Recorded data:
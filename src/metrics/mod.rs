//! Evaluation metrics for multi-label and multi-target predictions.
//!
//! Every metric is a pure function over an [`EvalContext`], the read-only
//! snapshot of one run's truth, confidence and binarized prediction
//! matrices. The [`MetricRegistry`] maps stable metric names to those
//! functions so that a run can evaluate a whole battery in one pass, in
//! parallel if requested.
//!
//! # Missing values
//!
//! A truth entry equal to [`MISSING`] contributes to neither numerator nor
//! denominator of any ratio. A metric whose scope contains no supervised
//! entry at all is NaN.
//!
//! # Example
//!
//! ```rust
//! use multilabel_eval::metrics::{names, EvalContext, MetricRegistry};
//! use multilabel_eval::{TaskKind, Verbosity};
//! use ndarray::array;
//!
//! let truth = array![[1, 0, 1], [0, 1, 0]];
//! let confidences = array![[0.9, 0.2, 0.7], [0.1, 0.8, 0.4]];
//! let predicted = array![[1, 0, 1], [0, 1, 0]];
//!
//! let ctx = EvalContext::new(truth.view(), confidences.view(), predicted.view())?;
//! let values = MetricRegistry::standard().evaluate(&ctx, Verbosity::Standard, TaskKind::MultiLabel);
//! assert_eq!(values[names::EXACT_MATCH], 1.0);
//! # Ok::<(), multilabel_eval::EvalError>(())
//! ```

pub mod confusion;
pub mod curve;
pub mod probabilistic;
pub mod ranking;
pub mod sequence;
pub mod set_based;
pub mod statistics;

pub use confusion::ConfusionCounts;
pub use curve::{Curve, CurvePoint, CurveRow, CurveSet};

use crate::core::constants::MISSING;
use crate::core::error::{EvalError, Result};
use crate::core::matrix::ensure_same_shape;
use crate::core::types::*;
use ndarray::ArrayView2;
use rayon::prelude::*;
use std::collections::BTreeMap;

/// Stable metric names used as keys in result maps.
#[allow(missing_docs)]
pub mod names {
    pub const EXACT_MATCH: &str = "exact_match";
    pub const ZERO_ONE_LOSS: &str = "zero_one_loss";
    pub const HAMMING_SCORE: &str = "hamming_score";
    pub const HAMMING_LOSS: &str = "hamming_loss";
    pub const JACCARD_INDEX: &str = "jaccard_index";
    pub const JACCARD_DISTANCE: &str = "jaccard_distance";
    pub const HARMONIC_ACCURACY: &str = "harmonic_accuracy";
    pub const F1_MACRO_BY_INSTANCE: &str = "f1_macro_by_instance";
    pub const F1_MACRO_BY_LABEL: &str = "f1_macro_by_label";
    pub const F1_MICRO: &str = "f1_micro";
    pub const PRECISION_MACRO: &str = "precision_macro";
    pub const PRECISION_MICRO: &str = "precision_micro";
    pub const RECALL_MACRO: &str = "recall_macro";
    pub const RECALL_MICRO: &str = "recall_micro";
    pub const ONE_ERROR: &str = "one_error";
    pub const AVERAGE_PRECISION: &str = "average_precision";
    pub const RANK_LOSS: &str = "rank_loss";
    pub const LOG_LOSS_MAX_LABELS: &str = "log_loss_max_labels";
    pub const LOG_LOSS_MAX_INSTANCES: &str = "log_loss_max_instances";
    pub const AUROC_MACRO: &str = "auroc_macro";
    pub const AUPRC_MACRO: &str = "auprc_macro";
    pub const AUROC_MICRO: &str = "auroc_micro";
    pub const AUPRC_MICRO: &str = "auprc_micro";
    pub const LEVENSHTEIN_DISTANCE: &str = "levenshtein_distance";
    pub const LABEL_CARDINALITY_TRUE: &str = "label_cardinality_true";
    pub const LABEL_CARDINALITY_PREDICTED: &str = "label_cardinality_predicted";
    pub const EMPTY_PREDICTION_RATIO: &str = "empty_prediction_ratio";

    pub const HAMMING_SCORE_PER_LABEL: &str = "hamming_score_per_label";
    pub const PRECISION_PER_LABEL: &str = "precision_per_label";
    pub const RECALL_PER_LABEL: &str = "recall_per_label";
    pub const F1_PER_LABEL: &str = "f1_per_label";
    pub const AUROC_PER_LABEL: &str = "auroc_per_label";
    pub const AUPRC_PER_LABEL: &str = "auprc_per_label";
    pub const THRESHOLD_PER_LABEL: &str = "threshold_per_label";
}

--

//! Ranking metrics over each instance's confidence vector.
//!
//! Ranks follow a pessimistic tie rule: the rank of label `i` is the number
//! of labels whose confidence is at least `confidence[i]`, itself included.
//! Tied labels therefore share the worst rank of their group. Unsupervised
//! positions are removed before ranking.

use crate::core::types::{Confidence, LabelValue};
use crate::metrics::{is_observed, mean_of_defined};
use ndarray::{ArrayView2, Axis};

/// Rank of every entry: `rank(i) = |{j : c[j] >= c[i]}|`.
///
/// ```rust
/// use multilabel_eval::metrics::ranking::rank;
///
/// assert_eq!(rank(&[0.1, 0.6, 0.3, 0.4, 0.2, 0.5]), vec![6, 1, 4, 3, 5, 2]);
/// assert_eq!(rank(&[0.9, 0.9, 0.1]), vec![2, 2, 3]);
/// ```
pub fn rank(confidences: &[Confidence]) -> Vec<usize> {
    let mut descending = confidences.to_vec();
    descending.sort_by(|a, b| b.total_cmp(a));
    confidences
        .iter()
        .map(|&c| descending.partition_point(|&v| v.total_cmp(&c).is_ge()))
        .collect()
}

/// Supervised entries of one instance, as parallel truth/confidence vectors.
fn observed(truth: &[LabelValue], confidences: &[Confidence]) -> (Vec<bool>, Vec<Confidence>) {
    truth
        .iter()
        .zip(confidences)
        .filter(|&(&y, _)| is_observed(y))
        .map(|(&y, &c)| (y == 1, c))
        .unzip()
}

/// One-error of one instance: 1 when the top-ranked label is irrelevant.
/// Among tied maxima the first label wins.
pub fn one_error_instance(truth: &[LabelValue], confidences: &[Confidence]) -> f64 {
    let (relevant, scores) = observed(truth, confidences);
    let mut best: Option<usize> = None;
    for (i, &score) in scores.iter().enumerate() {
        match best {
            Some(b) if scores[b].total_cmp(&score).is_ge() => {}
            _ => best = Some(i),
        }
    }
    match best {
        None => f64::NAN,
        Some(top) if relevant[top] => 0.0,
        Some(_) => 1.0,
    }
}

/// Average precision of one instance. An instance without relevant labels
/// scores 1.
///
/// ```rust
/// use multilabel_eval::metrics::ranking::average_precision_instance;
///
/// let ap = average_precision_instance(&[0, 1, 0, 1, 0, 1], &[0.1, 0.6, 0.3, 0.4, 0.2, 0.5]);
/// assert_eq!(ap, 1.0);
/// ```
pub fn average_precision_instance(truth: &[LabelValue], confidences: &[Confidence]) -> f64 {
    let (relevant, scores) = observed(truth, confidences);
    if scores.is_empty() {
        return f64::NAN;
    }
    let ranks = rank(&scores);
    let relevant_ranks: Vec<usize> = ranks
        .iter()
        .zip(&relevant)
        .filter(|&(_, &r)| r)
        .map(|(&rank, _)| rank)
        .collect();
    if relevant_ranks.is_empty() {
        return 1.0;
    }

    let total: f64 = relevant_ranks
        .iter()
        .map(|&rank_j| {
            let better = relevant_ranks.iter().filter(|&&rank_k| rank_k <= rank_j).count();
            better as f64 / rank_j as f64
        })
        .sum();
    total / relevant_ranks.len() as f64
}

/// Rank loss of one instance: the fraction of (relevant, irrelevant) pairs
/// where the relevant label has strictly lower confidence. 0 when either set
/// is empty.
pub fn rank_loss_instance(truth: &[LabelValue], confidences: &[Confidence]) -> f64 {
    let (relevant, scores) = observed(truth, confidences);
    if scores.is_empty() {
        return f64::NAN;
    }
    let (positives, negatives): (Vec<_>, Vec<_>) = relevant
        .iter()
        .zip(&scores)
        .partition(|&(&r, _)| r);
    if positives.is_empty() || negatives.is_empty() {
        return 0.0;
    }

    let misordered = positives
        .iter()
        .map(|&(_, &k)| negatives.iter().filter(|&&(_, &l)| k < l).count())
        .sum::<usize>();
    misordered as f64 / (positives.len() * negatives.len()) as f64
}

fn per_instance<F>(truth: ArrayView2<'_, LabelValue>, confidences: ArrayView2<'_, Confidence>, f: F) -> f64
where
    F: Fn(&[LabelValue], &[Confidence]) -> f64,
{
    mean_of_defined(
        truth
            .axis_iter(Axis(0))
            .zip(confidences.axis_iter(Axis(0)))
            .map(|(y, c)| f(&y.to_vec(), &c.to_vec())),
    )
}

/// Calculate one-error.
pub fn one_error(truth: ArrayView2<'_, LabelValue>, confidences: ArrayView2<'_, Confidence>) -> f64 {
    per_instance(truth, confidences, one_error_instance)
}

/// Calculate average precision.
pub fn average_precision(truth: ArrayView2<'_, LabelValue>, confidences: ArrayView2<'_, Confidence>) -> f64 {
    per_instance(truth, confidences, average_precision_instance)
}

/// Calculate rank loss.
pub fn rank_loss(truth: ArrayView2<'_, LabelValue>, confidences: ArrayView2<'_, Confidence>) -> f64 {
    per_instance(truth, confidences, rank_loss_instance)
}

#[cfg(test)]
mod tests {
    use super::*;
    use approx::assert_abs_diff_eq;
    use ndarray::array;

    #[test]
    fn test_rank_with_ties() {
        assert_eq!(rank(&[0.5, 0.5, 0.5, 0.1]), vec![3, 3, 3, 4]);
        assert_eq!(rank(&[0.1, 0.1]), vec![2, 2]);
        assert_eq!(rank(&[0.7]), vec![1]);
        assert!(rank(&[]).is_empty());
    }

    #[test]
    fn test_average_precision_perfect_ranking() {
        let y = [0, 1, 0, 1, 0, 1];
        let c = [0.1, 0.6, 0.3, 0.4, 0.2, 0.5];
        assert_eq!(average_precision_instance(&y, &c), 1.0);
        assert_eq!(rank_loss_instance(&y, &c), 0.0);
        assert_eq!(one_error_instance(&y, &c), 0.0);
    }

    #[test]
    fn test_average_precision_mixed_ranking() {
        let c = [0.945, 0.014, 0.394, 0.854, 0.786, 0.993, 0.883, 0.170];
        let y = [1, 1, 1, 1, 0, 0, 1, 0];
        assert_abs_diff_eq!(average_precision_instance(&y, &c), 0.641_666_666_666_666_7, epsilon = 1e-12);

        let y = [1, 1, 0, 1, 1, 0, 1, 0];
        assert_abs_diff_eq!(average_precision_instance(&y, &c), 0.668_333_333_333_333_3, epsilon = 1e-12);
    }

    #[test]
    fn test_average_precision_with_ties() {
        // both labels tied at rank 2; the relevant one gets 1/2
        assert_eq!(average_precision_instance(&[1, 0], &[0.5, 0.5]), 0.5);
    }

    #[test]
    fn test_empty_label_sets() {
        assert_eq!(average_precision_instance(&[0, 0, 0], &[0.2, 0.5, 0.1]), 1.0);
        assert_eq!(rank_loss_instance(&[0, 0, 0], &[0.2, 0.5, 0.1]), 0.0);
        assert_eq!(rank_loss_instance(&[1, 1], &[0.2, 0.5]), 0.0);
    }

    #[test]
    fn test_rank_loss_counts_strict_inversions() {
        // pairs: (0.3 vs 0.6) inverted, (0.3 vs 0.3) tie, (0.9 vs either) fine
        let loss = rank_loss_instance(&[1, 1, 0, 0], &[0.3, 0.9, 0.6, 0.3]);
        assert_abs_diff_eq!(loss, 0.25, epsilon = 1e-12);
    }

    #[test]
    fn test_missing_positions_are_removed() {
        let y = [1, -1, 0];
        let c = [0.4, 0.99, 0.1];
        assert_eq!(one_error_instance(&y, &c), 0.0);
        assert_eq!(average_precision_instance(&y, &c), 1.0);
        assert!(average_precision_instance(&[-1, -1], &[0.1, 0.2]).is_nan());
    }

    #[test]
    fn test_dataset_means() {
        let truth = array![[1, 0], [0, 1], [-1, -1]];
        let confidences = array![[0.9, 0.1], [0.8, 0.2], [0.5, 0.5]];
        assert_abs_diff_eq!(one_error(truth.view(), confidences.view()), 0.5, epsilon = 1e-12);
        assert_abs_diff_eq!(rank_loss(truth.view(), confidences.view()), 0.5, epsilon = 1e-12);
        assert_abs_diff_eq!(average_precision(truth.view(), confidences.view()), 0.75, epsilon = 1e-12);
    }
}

# [WORK INSTRUCTION]
Show me every line in the data above that includes "pairs".

# [EXERCISE SOLUTION]
/// Rank loss of one instance: the fraction of (relevant, irrelevant) pairs
        // pairs: (0.3 vs 0.6) inverted, (0.3 vs 0.3) tie, (0.9 vs either) fine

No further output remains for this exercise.